# 📊 Stock Market Crash Prediction Dashboard

This project is a stock market crash prediction system using:
- Nifty 50 historical prices
- Global market correlations
- Financial news sentiment analysis (FinBERT)
- Crash risk indicators

**Data Sources:** Yahoo Finance, HuggingFace Transformers (FinBERT)

---


## 1. Setup and Install Required Libraries

In [30]:

# Install necessary packages if not already installed
!pip install yfinance pandas plotly transformers torch





[notice] A new release of pip is available: 23.2.1 -> 25.2
[notice] To update, run: python.exe -m pip install --upgrade pip


In [31]:

# --- Keep output clean by hiding FutureWarnings ---
import warnings
warnings.simplefilter(action='ignore', category=FutureWarning)


In [32]:

# Import libraries
import yfinance as yf
import pandas as pd
import plotly.graph_objects as go
import plotly.express as px
from transformers import pipeline
import numpy as np


## 2. Data Collection

In [33]:

# Define time range
start_date = "2018-01-01"
end_date = "2025-08-12"

# Download Nifty 50 data
nifty_data = yf.download("^NSEI", start=start_date, end=end_date)

# Download India VIX
vix_data = yf.download("^INDIAVIX", start=start_date, end=end_date)

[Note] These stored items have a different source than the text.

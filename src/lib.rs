pub mod audit;
pub mod client;
pub mod config;
pub mod db;
pub mod domain;
pub mod dto;
pub mod emails;
pub mod entity;
pub mod error;
pub mod integrations;
pub mod middleware;
pub mod models;
pub mod outbox;
pub mod response;
pub mod routes;
pub mod services;
pub mod state;
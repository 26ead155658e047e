use serde::{Deserialize, Serialize};
use serde_json::Value;
use utoipa::{IntoParams, ToSchema};

use crate::domain::catalog::CatalogParams;
use crate::models::Product;

/// JSON carried in the `data` part of the create-product form.
#[derive(Debug, Default, Deserialize, ToSchema)]
#[serde(rename_all = "camelCase")]
pub struct ProductData {
    pub title: Option<String>,
    /// String or number
    #[schema(value_type = Option<String>, example = "19.99")]
    pub price: Option<Value>,
    #[schema(value_type = Option<String>, example = "29.99")]
    pub original_price: Option<Value>,
    pub category: Option<String>,
    pub description: Option<String>,
    pub about: Option<String>,
    pub message: Option<String>,
}

/// Multipart layout of `POST /api/products`, for the API docs.
#[derive(Debug, Deserialize, ToSchema)]
#[serde(rename_all = "camelCase")]
pub struct CreateProductForm {
    /// JSON encoded `ProductData`
    pub data: String,
    /// image/*, at most 5 MiB
    #[schema(value_type = String, format = Binary)]
    pub product_image: Vec<u8>,
    /// any type, at most 50 MiB
    #[schema(value_type = String, format = Binary)]
    pub product_file: Vec<u8>,
}

#[derive(Debug, Serialize, ToSchema)]
#[serde(rename_all = "camelCase")]
pub struct CreatedProduct {
    pub id: i32,
    pub image_url: String,
    pub product_url: String,
}

#[derive(Debug, Deserialize, ToSchema)]
#[serde(rename_all = "camelCase")]
pub struct DeleteProductRequest {
    pub product_id: i32,
}

/// Query string of `GET /api/products`: `id` selects one product,
/// `type=user&userId=` a seller's listings, anything else the catalog.
#[derive(Debug, Default, Deserialize, IntoParams)]
#[serde(rename_all = "camelCase")]
#[into_params(parameter_in = Query)]
pub struct ProductsQuery {
    pub id: Option<String>,
    #[serde(rename = "type")]
    pub kind: Option<String>,
    pub user_id: Option<String>,
    pub limit: Option<String>,
    pub page: Option<String>,
    pub search: Option<String>,
    pub categories: Option<String>,
    pub sort: Option<String>,
}

impl ProductsQuery {
    pub fn catalog_params(&self) -> CatalogParams {
        CatalogParams {
            limit: self.limit.clone(),
            page: self.page.clone(),
            search: self.search.clone(),
            categories: self.categories.clone(),
            sort: self.sort.clone(),
        }
    }

    pub fn wants_seller_listing(&self) -> bool {
        self.kind.as_deref() == Some("user")
    }
}

#[derive(Debug, Clone, Serialize, Deserialize, ToSchema)]
#[serde(rename_all = "camelCase")]
pub struct Pagination {
    pub total: i64,
    pub page: i64,
    pub limit: i64,
    pub has_more: bool,
}

#[derive(Debug, Clone, Serialize, Deserialize, ToSchema)]
pub struct CatalogPage {
    pub products: Vec<Product>,
    pub pagination: Pagination,
}

#[derive(Debug, Clone, Serialize, Deserialize, ToSchema)]
pub struct ProductList {
    pub products: Vec<Product>,
}

/// Body of `GET /api/products`; the shape depends on the query.
#[derive(Debug, Serialize, ToSchema)]
#[serde(untagged)]
pub enum ProductsResponse {
    Catalog(CatalogPage),
    List(ProductList),
    Single(Product),
}
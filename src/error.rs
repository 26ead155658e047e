use axum::{
    http::StatusCode,
    response::{IntoResponse, Response},
};
use serde::Serialize;
use thiserror::Error;

use crate::integrations::{MailerError, PaymentError, StorageError};
use crate::response::{ApiResponse, Meta};

#[derive(Debug, Error)]
pub enum AppError {
    #[error("Not Found")]
    NotFound,

    #[error("{0}")]
    BadRequest(String),

    #[error("Unauthorized")]
    Unauthorized,

    #[error("Forbidden")]
    Forbidden,

    #[error("{0}")]
    Conflict(String),

    #[error("{0}")]
    PayloadTooLarge(String),

    #[error("{0}")]
    PaymentRequired(String),

    #[error("{0}")]
    Upstream(String),

    #[error("Database error")]
    DbError(#[from] sqlx::Error),

    #[error("ORM error")]
    OrmError(#[from] sea_orm::DbErr),

    #[error("Internal Server Error")]
    Internal(#[from] anyhow::Error),
}

impl AppError {
    pub fn status(&self) -> StatusCode {
        match self {
            AppError::NotFound => StatusCode::NOT_FOUND,
            AppError::BadRequest(_) => StatusCode::BAD_REQUEST,
            AppError::Unauthorized => StatusCode::UNAUTHORIZED,
            AppError::Forbidden => StatusCode::FORBIDDEN,
            AppError::Conflict(_) => StatusCode::CONFLICT,
            AppError::PayloadTooLarge(_) => StatusCode::PAYLOAD_TOO_LARGE,
            AppError::PaymentRequired(_) => StatusCode::PAYMENT_REQUIRED,
            AppError::Upstream(_) => StatusCode::BAD_GATEWAY,
            AppError::DbError(_) | AppError::OrmError(_) | AppError::Internal(_) => {
                StatusCode::INTERNAL_SERVER_ERROR
            }
        }
    }
}

#[derive(Serialize)]
struct ErrorData {
    error: String,
}

impl IntoResponse for AppError {
    fn into_response(self) -> Response {
        let status = self.status();
        match &self {
            AppError::DbError(err) => tracing::error!(error = %err, "database error"),
            AppError::OrmError(err) => tracing::error!(error = %err, "orm error"),
            AppError::Internal(err) => tracing::error!(error = %err, "internal error"),
            AppError::Upstream(msg) => tracing::warn!(error = %msg, "upstream failure"),
            _ => {}
        }

        let message = self.to_string();
        let body = ApiResponse {
            success: false,
            message: message.clone(),
            data: Some(ErrorData { error: message }),
            meta: Some(Meta::empty()),
        };

        (status, axum::Json(body)).into_response()
    }
}

impl From<StorageError> for AppError {
    fn from(err: StorageError) -> Self {
        tracing::warn!(error = %err, "object storage failure");
        AppError::Upstream("Failed to upload files".into())
    }
}

impl From<MailerError> for AppError {
    fn from(err: MailerError) -> Self {
        tracing::warn!(error = %err, "mailer failure");
        AppError::Upstream("Failed to send email".into())
    }
}

impl From<PaymentError> for AppError {
    fn from(err: PaymentError) -> Self {
        match err {
            PaymentError::NotFound(id) => {
                AppError::PaymentRequired(format!("Payment {id} was not found"))
            }
            other => {
                tracing::warn!(error = %other, "payment provider failure");
                AppError::Upstream("Payment verification failed".into())
            }
        }
    }
}

pub type AppResult<T> = Result<T, AppError>;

# Download some global indices for correlation
global_indices = {
    "S&P 500": "^GSPC",
    "FTSE 100": "^FTSE",
    "Hang Seng": "^HSI"
}

global_data = pd.DataFrame()
for name, ticker in global_indices.items():
    temp = yf.download(ticker, start=start_date, end=end_date)["Close"]
    global_data[name] = temp

nifty_data.head()


[*********************100%***********************]  1 of 1 completed
[*********************100%***********************]  1 of 1 completed
[*********************100%***********************]  1 of 1 completed
[*********************100%***********************]  1 of 1 completed
[*********************100%***********************]  1 of 1 completed


Price,Close,High,Low,Open,Volume
Ticker,^NSEI,^NSEI,^NSEI,^NSEI,^NSEI
Date,Unnamed: 1_level_2,Unnamed: 2_level_2,Unnamed: 3_level_2,Unnamed: 4_level_2,Unnamed: 5_level_2
2018-01-02,10442.200195,10495.200195,10404.650391,10477.549805,153400
2018-01-03,10443.200195,10503.599609,10429.549805,10482.650391,167300
2018-01-04,10504.799805,10513.0,10441.450195,10469.400391,174900
2018-01-05,10558.849609,10566.099609,10520.099609,10534.25,180900
2018-01-08,10623.599609,10631.200195,10588.549805,10591.700195,169000


In [34]:
print("Data shape:", merged.shape)


Data shape: (1881, 2)


## 3. Global Market Correlation

In [35]:

# Combine Nifty and global data
correlation_df = pd.concat([nifty_data["Close"], global_data], axis=1).dropna()
correlation_df.columns = ["Nifty 50"] + list(global_indices.keys())

# Calculate correlation
corr_matrix = correlation_df.corr()
px.imshow(corr_matrix, text_auto=True, title="Global Market Correlation Heatmap").show()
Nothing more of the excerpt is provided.